# Materials provided:
==========
use goap_planner::{
    Action, AgentState, Condition, GoapError, Location, PlanSet, Planner, PlannerConfig,
    PlanningContext, PriceList, Profession, Repertoire, Result, StaticWorld,
};

#[cfg(test)]
mod tests {
    use super::*;

    const HOME: Location = Location::new(10, 10);
    const STASH: Location = Location::new(3, 4);
    const HIRING_HALL: Location = Location::new(0, 7);

    fn init_logging() {
        let _ = env_logger::builder().is_test(true).try_init();
    }

    fn cheese_world() -> StaticWorld {
        StaticWorld::new()
            .with_market("cheese", HOME)
            .with_stash("cheese", STASH)
            .with_hiring_site(HIRING_HALL)
    }

    fn cheese_planner() -> Planner {
        Planner::new(cheese_world(), PriceList::new(4).with_price("cheese", 5))
    }

    fn cheese_agent() -> AgentState {
        AgentState::new(HOME)
            .with_currency(10)
            .with_knowledge("cheese", "location", 2)
    }

    fn assert_plans_are_sound(plans: &PlanSet, agent: &AgentState) {
        for plan in plans {
            if let Err(e) = plan.simulate(agent) {
                panic!("plan '{}' does not replay: {}", plan, e);
            }
            if plan.is_reachable() {
                assert!(
                    plan.is_spatially_consistent(agent.position),
                    "plan '{}' skips travel",
                    plan
                );
            }
        }
    }

    #[test]
    fn test_buy_or_steal_cheese() {
        init_logging();
        let planner = cheese_planner();
        let agent = cheese_agent();

        let plans = planner.plan(&Condition::have_item("cheese"), &agent).unwrap();
        let names: Vec<_> = plans.iter().map(|p| p.action_names()).collect();
        assert_eq!(
            names,
            vec![
                vec!["buy_item"],
                vec!["find_item_location", "move", "steal_item"],
                vec!["move", "search_for_item", "steal_item"],
            ]
        );

        // already standing at the market with enough money
        assert_eq!(plans.plans()[0].move_count(), 0);

        // stealing always comes after learning exactly where the cheese is
        for plan in plans.iter().filter(|p| p.action_names().contains(&"steal_item")) {
            let names = plan.action_names();
            let steal = names.iter().position(|n| *n == "steal_item").unwrap();
            assert!(names[..steal]
                .iter()
                .any(|n| *n == "find_item_location" || *n == "search_for_item"));
        }

        assert_plans_are_sound(&plans, &agent);
        assert!(!plans.hit_depth_limit());
    }

    #[test]
    fn test_poor_agent_works_or_steals_for_money() {
        init_logging();
        let planner = cheese_planner();
        let agent = AgentState::new(HOME).with_currency(1);

        let plans = planner.plan(&Condition::have_item("cheese"), &agent).unwrap();
        let names: Vec<_> = plans.iter().map(|p| p.action_names()).collect();
        assert_eq!(
            names,
            vec![
                vec!["move", "get_job", "earn_money_by_working", "move", "buy_item"],
                vec!["steal_money", "buy_item"],
                vec!["find_item_location", "move", "steal_item"],
            ]
        );

        let work = &plans.plans()[0].actions()[2];
        // 4 short at 4 per month
        assert_eq!(work.repeat_count(), 1);
        assert_eq!(
            plans.plans()[0].actions()[3],
            Action::move_to(HIRING_HALL, HOME)
        );

        assert_plans_are_sound(&plans, &agent);
    }

    #[test]
    fn test_get_job_when_unemployed() {
        let planner = Planner::new(StaticWorld::new(), PriceList::new(4));
        let agent = AgentState::new(HOME);

        let plans = planner.plan(&Condition::HaveJob, &agent).unwrap();
        assert_eq!(plans.len(), 1);
        assert_eq!(plans.plans()[0].action_names(), ["get_job"]);
    }

    #[test]
    fn test_already_at_location() {
        let planner = cheese_planner();
        let agent = AgentState::new(Location::new(5, 5));

        let goal = Condition::at_location(Location::new(0, 0), Location::new(5, 5));
        let plans = planner.plan(&goal, &agent).unwrap();
        assert_eq!(plans.len(), 1);
        assert!(plans.plans()[0].is_empty());
    }

    #[test]
    fn test_travel_goal() {
        let planner = cheese_planner();
        let agent = AgentState::new(Location::new(0, 0));

        let goal = Condition::at_location(Location::new(0, 0), Location::new(5, 5));
        let plans = planner.plan(&goal, &agent).unwrap();
        assert_eq!(plans.len(), 1);
        assert_eq!(
            plans.plans()[0].actions(),
            &[Action::move_to(Location::new(0, 0), Location::new(5, 5))]
        );
    }

    #[test]
    fn test_cyclic_repertoire_terminates() {
        /// Stealing needs the location, and the only way to learn the
        /// location is to steal.
        struct Cyclic;

        impl Repertoire for Cyclic {
            fn candidate_actions(
                &self,
                condition: &Condition,
                _ctx: &PlanningContext<'_>,
            ) -> Result<Vec<Action>> {
                Ok(match condition {
                    Condition::HaveItem { item } | Condition::KnowLocation { item } => {
                        vec![Action::steal_item(item.clone(), None)]
                    }
                    _ => Vec::new(),
                })
            }
        }

        init_logging();
        let planner = cheese_planner()
            .with_repertoire(Box::new(Cyclic))
            .with_config(PlannerConfig::default().with_max_search_depth(8))
            .unwrap();
        let agent = AgentState::new(HOME);

        let plans = planner.plan(&Condition::have_item("cheese"), &agent).unwrap();
        assert!(plans.is_empty());
        assert!(plans.hit_depth_limit());
    }

    #[test]
    fn test_depth_bound_drops_deep_solutions() {
        let planner = cheese_planner()
            .with_config(PlannerConfig::default().with_max_search_depth(2))
            .unwrap();
        let agent = AgentState::new(HOME).with_currency(1);

        // working needs three levels: buy <- earn <- get_job
        let plans = planner.plan(&Condition::have_item("cheese"), &agent).unwrap();
        let names: Vec<_> = plans.iter().map(|p| p.action_names()).collect();
        assert!(!names.iter().any(|n| n.contains(&"get_job")));
        assert!(names.contains(&vec!["steal_money", "buy_item"]));
        assert!(plans.hit_depth_limit());
    }

    #[test]
    fn test_planning_is_repeatable() {
        let planner = cheese_planner();
        let agent = AgentState::new(Location::new(1, 1)).with_currency(2);
        let before = agent.clone();

        let first = planner.plan(&Condition::have_item("cheese"), &agent).unwrap();
        let second = planner.plan(&Condition::have_item("cheese"), &agent).unwrap();

        assert_eq!(first, second);
        assert_eq!(agent, before);
    }

    #[test]
    fn test_plans_are_sound_across_agents() {
        let planner = cheese_planner();
        let agents = vec![
            AgentState::new(Location::new(0, 0)),
            AgentState::new(STASH).with_currency(3),
            AgentState::new(HIRING_HALL).with_knowledge("cheese", "location", 1),
            cheese_agent(),
        ];
        let goals = vec![
            Condition::have_item("cheese"),
            Condition::have_money(12),
            Condition::know_location("cheese"),
            Condition::HaveJob,
        ];

        for agent in &agents {
            for goal in &goals {
                let plans = planner.plan(goal, agent).unwrap();
                assert_plans_are_sound(&plans, agent);
                for plan in &plans {
                    let after = plan.simulate(agent).unwrap();
                    assert!(goal.is_satisfied(&after), "'{}' misses '{}'", plan, goal);
                }
            }
        }
    }

    #[test]
    fn test_unavailable_agent_gets_flagged_plan() {
        let planner = cheese_planner();
        let agent = AgentState::new(Location::new(0, 0))
            .with_currency(10)
            .with_availability(false);

        let plans = planner.plan(&Condition::have_item("cheese"), &agent).unwrap();
        assert_eq!(plans.len(), 1);
        let plan = &plans.plans()[0];
        assert_eq!(plan.action_names(), ["buy_item"]);
        assert!(!plan.is_reachable());
        assert_eq!(plan.unreachable()[0].to, HOME);
        assert_eq!(plans.reachable().count(), 0);
    }

    #[test]
    fn test_large_shortfall_is_fully_earned() {
        let planner = Planner::new(
            StaticWorld::new(),
            PriceList::new(1).with_price("gem", 5_000_000_000),
        );
        let agent = AgentState::new(HOME).with_profession(Profession::new(1));

        let plans = planner.plan(&Condition::have_item("gem"), &agent).unwrap();
        let work = &plans.plans()[0];
        assert_eq!(work.action_names(), ["earn_money_by_working", "buy_item"]);
        assert_eq!(work.actions()[0].repeat_count(), 5_000_000_000);
        assert_plans_are_sound(&plans, &agent);
    }

    #[test]
    fn test_unavailable_agent_search_is_complete() {
        let planner = cheese_planner()
            .with_config(PlannerConfig::default().with_max_search_depth(1))
            .unwrap();
        let agent = AgentState::new(HOME).with_availability(false);

        let plans = planner.plan(&Condition::HaveJob, &agent).unwrap();
        assert!(plans.is_empty());
        assert!(!plans.hit_depth_limit());
    }

    #[test]
    fn test_bad_catalog_is_an_error_not_an_empty_result() {
        let planner = Planner::new(cheese_world(), PriceList::new(4).with_price("cheese", -5));
        let agent = cheese_agent();

        let result = planner.plan(&Condition::have_item("cheese"), &agent);
        assert!(matches!(result, Err(GoapError::InvalidPrice { .. })));
    }
}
==========
# Your task:
Search the preceding listing for the word "needs" and pull out every line that holds it.

# Solved exercise:
        /// Stealing needs the location, and the only way to learn the
        // working needs three levels: buy <- earn <- get_job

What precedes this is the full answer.